### TASK STATEMENT
Two lines below mark the span: the one containing "the engine offers." and the one containing "is synthesized in.". Set down both, plus every line between, exactly as they stand, and nothing else.

### Collected data
● ● ●

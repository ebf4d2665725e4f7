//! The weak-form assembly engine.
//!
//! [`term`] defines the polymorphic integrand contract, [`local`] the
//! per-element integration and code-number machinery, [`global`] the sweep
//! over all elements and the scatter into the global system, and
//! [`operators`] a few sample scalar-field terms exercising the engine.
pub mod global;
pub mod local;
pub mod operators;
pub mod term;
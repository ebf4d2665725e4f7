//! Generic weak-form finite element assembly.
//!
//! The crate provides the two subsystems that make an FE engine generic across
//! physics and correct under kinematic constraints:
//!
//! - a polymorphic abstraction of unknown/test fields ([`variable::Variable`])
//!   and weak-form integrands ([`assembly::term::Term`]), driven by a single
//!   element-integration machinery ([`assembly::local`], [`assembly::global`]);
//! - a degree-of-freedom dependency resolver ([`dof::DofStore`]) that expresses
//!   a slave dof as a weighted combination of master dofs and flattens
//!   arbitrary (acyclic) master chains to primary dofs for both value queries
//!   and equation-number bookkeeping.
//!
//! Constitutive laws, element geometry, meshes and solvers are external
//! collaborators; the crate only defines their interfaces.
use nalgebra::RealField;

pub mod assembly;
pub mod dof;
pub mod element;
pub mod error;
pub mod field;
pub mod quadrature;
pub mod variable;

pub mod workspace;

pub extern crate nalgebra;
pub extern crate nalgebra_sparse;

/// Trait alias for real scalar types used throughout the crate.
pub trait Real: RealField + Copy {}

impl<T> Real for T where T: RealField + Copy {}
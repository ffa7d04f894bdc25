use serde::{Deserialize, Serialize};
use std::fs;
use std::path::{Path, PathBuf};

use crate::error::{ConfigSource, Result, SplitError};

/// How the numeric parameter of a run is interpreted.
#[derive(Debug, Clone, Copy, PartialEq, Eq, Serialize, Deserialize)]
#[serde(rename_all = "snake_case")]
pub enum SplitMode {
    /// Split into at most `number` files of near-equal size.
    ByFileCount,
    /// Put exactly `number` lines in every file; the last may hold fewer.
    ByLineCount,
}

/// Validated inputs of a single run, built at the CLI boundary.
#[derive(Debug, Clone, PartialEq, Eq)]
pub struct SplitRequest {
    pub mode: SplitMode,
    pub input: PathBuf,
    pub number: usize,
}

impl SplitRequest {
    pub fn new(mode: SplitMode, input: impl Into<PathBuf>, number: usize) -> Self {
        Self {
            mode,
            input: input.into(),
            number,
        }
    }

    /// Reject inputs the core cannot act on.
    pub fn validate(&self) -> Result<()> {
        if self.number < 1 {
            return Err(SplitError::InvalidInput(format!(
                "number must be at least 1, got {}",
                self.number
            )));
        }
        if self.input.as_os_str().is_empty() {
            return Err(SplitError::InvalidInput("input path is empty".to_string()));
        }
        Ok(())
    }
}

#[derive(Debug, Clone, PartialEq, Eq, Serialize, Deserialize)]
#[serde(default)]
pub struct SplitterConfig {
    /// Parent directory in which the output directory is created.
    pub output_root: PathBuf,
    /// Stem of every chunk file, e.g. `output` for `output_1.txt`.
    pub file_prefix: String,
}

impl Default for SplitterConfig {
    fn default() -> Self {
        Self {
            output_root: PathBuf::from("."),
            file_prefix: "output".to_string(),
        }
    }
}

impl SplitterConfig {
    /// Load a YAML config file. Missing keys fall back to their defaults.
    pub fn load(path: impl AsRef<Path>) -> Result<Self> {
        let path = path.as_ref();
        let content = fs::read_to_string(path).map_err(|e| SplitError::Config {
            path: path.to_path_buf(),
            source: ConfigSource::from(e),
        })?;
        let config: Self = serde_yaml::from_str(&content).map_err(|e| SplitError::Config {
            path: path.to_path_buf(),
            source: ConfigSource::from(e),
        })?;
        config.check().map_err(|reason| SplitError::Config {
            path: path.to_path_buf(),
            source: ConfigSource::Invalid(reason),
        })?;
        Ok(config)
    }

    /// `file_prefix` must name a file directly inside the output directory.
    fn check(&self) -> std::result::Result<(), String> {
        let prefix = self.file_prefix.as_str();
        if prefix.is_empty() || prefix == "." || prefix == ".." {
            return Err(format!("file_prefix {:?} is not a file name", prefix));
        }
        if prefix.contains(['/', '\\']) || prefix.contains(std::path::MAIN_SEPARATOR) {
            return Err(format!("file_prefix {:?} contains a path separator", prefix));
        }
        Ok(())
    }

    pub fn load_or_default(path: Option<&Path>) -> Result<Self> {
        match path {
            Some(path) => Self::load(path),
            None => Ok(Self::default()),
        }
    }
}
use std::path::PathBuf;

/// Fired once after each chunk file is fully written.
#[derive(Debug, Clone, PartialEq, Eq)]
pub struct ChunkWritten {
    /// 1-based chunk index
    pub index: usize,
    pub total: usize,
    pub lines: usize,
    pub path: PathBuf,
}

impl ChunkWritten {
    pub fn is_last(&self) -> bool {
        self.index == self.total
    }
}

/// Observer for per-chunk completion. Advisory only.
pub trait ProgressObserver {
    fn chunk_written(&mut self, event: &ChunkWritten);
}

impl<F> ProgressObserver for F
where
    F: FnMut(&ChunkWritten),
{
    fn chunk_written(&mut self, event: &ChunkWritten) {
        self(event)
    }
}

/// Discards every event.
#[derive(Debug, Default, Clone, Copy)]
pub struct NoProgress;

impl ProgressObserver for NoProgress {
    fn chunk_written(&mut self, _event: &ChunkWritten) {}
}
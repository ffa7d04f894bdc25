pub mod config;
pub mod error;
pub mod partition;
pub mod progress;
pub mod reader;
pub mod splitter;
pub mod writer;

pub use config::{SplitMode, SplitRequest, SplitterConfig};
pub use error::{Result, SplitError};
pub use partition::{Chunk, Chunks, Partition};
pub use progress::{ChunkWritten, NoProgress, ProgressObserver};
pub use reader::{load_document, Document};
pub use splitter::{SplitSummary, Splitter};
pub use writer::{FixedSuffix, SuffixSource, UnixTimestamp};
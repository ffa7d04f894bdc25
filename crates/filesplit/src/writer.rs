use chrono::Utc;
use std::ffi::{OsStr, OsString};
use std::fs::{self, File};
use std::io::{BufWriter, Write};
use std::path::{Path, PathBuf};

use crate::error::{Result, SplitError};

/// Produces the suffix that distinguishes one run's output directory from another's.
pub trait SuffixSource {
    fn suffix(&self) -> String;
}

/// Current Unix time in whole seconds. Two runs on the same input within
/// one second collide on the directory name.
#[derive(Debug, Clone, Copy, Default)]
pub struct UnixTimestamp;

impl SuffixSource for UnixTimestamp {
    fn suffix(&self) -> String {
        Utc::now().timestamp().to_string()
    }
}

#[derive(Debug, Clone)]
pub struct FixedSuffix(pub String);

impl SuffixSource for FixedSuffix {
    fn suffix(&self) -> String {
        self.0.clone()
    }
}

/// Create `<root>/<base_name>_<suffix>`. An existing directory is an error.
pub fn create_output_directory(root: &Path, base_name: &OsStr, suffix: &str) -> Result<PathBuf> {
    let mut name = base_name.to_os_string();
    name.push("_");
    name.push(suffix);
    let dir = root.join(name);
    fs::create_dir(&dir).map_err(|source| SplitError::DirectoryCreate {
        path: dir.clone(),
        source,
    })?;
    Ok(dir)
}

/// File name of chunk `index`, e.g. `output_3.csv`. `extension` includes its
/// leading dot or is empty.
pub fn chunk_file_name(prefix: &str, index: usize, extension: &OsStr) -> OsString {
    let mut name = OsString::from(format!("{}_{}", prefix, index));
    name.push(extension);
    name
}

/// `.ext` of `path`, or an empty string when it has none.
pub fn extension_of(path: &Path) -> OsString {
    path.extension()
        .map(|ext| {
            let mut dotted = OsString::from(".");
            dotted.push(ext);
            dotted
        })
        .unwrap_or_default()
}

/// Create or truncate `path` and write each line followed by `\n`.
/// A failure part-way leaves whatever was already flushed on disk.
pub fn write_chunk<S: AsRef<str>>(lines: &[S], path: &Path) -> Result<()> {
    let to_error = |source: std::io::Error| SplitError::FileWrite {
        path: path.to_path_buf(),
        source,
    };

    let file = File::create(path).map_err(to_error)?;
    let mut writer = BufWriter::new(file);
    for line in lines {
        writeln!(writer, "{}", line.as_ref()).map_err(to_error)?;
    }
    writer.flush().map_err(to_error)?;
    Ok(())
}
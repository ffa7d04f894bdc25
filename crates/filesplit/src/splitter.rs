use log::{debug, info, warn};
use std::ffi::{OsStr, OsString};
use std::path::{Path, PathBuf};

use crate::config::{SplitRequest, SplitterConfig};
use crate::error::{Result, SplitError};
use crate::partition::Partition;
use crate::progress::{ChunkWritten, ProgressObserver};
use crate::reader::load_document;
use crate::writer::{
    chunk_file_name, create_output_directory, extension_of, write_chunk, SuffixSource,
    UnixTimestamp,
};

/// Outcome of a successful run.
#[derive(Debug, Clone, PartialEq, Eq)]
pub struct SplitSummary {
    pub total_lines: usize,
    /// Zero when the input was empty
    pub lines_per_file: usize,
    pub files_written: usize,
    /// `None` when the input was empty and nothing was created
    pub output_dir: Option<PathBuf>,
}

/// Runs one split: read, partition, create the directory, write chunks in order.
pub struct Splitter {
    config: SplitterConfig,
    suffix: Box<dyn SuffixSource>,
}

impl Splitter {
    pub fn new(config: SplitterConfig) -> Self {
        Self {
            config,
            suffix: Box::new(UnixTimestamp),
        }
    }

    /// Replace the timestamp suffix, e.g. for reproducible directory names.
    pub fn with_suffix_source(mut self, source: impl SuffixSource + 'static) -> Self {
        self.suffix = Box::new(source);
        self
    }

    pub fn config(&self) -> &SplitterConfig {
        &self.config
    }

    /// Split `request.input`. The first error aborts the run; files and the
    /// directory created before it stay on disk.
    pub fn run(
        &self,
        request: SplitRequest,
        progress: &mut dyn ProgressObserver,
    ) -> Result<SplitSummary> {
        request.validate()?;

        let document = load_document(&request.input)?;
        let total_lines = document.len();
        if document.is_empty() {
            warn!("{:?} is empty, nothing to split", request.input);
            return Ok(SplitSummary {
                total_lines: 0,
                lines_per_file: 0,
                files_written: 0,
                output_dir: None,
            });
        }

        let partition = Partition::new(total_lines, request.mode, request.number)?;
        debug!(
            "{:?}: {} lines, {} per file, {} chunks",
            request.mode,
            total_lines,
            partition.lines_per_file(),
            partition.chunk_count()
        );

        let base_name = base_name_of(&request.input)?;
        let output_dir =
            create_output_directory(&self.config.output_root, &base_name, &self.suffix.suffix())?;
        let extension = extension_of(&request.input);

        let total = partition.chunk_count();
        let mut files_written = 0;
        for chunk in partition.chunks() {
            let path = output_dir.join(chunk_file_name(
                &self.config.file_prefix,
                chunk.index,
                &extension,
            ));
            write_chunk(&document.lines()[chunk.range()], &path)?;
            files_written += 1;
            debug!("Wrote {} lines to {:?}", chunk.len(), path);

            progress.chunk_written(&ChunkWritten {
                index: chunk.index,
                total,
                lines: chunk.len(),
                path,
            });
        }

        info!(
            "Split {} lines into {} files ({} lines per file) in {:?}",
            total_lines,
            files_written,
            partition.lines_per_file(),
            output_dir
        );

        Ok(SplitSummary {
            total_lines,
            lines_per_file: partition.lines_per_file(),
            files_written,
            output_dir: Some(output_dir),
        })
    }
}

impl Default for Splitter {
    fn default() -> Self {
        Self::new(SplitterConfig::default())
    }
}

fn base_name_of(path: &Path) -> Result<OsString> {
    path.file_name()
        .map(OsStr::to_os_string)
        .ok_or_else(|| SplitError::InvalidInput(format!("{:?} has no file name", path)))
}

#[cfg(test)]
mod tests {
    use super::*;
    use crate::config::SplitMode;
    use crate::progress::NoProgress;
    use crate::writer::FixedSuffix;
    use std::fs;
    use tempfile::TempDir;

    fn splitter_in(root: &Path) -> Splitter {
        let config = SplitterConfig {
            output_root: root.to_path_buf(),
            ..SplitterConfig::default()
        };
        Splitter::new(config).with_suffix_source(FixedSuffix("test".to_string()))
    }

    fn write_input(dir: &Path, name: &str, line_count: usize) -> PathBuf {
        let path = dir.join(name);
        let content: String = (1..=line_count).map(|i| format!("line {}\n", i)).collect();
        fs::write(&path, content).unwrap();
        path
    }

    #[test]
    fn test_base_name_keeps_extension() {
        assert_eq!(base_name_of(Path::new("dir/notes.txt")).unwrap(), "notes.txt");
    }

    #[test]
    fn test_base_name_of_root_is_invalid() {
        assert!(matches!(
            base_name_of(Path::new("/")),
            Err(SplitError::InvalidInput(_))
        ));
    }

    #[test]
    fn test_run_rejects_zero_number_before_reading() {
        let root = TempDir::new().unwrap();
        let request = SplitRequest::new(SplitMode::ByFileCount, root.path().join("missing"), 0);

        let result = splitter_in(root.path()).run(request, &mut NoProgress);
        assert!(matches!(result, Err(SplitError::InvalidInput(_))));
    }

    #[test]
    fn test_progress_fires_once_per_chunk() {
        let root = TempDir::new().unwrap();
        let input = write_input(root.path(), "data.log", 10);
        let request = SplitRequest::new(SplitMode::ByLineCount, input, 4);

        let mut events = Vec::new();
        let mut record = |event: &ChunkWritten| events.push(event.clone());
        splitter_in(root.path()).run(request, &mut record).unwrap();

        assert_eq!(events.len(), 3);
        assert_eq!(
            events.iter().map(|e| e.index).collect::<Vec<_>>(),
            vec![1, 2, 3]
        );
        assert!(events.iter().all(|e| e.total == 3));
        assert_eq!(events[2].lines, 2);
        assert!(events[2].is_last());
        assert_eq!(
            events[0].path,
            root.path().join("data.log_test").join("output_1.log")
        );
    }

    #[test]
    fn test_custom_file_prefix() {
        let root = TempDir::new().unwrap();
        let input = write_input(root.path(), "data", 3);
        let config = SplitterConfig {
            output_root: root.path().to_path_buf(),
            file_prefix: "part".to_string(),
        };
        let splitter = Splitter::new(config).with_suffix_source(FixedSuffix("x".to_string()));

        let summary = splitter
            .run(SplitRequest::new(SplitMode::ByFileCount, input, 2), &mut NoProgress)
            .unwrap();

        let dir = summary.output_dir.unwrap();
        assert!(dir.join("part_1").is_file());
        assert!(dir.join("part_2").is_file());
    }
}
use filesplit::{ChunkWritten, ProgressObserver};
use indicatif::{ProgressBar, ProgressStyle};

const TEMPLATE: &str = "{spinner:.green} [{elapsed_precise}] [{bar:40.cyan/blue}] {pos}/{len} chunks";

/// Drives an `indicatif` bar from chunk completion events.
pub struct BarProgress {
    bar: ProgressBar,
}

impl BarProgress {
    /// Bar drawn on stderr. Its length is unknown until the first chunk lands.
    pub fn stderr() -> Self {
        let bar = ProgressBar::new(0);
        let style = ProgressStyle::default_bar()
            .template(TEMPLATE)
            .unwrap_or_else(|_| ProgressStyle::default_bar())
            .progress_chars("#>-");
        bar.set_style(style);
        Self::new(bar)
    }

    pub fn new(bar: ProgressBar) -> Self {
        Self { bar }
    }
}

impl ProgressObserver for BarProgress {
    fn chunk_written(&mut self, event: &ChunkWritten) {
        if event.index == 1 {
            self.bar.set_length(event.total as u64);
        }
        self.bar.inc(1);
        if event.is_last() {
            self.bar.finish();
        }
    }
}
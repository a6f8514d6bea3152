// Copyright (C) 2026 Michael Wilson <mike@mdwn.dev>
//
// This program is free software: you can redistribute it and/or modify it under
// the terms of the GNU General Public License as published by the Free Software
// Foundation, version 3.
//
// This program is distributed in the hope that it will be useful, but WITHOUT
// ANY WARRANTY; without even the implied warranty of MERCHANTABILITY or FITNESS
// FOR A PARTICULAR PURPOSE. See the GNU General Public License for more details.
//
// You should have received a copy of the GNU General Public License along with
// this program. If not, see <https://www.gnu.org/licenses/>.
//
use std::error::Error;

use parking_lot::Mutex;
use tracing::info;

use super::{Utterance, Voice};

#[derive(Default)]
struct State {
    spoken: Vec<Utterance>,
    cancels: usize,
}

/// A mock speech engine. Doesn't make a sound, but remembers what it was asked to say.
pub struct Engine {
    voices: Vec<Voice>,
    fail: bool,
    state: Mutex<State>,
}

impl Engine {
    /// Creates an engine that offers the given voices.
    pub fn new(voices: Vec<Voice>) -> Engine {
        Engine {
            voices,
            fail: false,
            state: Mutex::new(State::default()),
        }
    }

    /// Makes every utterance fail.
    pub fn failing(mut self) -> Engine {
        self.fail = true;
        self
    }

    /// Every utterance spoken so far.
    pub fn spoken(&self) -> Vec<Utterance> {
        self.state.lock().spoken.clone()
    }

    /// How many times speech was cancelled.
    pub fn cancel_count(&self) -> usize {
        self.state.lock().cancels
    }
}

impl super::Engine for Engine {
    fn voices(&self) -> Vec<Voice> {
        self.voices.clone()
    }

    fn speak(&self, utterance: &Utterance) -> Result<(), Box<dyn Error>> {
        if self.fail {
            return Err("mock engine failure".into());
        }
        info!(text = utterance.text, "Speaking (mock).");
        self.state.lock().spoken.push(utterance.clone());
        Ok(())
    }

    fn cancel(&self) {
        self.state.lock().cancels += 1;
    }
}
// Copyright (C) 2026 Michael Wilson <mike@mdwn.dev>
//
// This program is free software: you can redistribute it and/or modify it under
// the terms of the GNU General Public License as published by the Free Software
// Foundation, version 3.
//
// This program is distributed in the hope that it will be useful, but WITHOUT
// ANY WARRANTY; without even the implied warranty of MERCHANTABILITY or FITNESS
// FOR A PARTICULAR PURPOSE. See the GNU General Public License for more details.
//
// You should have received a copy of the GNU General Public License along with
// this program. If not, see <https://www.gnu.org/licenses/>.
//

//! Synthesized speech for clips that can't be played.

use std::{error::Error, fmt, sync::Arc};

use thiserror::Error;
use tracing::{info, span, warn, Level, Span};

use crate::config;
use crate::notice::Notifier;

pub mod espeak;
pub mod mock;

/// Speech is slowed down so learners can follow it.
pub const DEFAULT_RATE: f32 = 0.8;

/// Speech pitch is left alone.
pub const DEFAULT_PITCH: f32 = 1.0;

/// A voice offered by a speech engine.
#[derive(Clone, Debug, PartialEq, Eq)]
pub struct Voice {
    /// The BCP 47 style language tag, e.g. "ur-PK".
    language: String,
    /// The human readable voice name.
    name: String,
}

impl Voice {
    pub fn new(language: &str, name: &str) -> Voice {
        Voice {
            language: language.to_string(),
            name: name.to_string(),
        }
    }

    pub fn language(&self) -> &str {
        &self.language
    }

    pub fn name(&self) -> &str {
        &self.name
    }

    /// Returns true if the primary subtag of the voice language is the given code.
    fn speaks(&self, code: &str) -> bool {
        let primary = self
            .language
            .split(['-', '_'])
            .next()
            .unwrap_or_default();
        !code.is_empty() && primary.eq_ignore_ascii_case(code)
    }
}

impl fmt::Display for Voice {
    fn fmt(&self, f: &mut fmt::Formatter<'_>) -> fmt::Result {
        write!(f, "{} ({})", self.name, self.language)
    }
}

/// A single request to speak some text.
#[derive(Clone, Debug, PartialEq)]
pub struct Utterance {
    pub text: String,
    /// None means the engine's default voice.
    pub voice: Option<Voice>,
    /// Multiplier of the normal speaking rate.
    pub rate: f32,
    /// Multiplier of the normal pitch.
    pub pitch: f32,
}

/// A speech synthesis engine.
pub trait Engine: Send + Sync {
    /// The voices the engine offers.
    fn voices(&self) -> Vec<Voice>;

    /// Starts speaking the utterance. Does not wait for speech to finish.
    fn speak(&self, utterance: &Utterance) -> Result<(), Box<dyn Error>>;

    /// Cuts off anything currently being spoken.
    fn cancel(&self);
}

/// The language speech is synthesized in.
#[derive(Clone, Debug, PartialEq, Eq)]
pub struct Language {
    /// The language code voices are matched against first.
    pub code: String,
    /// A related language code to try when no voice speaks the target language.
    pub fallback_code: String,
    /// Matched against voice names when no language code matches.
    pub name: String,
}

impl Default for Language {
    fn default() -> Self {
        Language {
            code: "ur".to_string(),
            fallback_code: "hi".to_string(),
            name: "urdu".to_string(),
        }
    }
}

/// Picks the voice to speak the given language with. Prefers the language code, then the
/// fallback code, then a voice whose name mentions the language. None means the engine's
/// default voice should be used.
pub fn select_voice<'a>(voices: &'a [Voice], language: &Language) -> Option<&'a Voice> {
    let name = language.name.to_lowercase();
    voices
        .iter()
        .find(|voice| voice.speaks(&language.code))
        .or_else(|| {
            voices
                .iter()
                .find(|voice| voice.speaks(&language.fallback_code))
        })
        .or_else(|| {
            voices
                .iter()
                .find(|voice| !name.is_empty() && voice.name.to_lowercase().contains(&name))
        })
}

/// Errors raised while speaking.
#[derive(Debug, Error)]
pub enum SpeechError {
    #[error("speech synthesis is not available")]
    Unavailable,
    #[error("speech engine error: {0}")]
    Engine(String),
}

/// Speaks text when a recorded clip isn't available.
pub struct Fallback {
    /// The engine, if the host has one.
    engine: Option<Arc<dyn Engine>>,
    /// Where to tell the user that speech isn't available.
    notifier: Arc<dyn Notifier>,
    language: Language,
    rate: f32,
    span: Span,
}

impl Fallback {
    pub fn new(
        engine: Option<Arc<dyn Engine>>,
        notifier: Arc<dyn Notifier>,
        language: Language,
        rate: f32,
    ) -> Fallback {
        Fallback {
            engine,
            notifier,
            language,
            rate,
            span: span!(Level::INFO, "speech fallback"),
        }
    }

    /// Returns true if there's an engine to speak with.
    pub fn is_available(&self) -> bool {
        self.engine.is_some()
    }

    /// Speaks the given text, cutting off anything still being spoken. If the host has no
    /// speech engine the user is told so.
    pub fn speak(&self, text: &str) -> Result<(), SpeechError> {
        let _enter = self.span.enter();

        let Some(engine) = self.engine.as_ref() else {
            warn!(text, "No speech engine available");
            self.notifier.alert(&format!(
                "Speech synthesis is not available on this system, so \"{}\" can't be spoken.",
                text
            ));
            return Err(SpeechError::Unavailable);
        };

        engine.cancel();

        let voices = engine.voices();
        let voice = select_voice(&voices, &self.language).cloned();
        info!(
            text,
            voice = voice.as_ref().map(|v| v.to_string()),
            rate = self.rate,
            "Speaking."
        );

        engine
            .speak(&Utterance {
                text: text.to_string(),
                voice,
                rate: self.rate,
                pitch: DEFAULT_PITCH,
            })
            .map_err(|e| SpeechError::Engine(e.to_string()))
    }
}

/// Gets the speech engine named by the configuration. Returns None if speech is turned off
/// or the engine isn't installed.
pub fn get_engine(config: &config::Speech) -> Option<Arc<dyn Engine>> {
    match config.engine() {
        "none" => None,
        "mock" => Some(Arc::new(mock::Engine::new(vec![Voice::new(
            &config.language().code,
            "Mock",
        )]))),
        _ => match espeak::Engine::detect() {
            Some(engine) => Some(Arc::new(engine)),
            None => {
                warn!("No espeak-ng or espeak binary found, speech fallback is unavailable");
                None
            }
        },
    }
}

● ● ●

### ANSWER TO THE PROBLEM
    /// The voices the engine offers.
    fn voices(&self) -> Vec<Voice>;

    /// Starts speaking the utterance. Does not wait for speech to finish.
    fn speak(&self, utterance: &Utterance) -> Result<(), Box<dyn Error>>;

    /// Cuts off anything currently being spoken.
    fn cancel(&self);
}

/// The language speech is synthesized in.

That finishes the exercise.